Records from a dataset:
= Beginning of Section =

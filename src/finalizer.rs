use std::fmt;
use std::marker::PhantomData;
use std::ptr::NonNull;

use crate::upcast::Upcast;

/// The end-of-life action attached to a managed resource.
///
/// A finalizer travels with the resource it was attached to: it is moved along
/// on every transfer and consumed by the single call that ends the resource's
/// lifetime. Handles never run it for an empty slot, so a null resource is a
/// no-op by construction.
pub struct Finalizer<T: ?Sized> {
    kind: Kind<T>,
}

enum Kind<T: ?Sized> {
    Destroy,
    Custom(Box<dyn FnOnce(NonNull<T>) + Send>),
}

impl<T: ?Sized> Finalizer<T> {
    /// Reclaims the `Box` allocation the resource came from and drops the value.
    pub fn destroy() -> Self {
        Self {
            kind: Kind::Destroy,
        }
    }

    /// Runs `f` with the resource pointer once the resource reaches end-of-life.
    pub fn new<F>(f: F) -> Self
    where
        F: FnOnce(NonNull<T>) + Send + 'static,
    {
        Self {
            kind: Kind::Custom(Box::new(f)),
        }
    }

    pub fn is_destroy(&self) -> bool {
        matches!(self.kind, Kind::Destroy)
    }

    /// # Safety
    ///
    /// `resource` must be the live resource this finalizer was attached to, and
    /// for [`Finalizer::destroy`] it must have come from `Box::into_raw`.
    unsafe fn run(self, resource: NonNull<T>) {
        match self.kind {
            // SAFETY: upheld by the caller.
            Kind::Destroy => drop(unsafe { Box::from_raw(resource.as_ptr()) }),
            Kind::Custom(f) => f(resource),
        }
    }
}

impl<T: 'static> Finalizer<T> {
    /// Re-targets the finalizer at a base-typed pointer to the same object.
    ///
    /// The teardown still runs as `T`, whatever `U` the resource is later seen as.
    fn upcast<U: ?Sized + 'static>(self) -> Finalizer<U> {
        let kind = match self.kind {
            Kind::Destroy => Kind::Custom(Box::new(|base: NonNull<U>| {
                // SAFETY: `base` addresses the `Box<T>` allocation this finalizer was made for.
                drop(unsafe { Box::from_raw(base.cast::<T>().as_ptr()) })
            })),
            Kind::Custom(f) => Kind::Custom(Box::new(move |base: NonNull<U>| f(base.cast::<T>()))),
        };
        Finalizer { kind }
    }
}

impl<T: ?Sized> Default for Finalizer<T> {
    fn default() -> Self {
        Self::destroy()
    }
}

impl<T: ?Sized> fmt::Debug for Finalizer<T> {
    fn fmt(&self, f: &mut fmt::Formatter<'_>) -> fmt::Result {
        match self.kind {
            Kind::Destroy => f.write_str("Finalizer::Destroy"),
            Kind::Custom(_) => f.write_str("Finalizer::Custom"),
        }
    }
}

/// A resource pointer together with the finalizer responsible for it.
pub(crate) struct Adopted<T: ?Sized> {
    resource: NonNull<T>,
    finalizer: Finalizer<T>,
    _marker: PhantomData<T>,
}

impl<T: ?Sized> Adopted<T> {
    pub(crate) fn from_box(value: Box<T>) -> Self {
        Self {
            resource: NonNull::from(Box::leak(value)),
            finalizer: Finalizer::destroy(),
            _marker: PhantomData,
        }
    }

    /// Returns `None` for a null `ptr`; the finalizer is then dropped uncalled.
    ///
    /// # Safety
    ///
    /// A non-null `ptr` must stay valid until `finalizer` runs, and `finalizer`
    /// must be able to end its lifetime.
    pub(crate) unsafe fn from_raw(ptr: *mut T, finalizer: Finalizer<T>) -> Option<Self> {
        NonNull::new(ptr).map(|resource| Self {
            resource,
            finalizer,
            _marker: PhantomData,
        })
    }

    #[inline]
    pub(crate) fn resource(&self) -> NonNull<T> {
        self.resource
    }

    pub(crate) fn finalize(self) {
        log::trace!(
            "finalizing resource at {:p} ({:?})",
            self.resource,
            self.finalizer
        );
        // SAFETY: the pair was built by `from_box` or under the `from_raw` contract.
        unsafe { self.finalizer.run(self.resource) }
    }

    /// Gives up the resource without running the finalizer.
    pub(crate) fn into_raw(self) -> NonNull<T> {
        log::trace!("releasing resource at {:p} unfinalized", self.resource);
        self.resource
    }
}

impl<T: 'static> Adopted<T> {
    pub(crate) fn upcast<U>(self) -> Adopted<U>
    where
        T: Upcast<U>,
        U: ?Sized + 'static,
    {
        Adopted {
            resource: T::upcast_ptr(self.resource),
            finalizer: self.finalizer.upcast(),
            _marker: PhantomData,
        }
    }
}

= End of Section =
= Beginning of Section =

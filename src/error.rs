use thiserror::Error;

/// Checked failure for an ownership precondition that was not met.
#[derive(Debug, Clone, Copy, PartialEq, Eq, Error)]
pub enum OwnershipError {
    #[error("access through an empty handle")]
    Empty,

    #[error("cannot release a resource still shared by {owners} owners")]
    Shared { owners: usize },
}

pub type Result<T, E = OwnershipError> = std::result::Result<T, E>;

= End of Section =

▶ [ACTIVITY]: Lines holding the string "unsafe" must be copied out of the entries above.

▶ [REPLY]:
    unsafe fn run(self, resource: NonNull<T>) {
            Kind::Destroy => drop(unsafe { Box::from_raw(resource.as_ptr()) }),
                drop(unsafe { Box::from_raw(base.cast::<T>().as_ptr()) })
    pub(crate) unsafe fn from_raw(ptr: *mut T, finalizer: Finalizer<T>) -> Option<Self> {
        unsafe { self.finalizer.run(self.resource) }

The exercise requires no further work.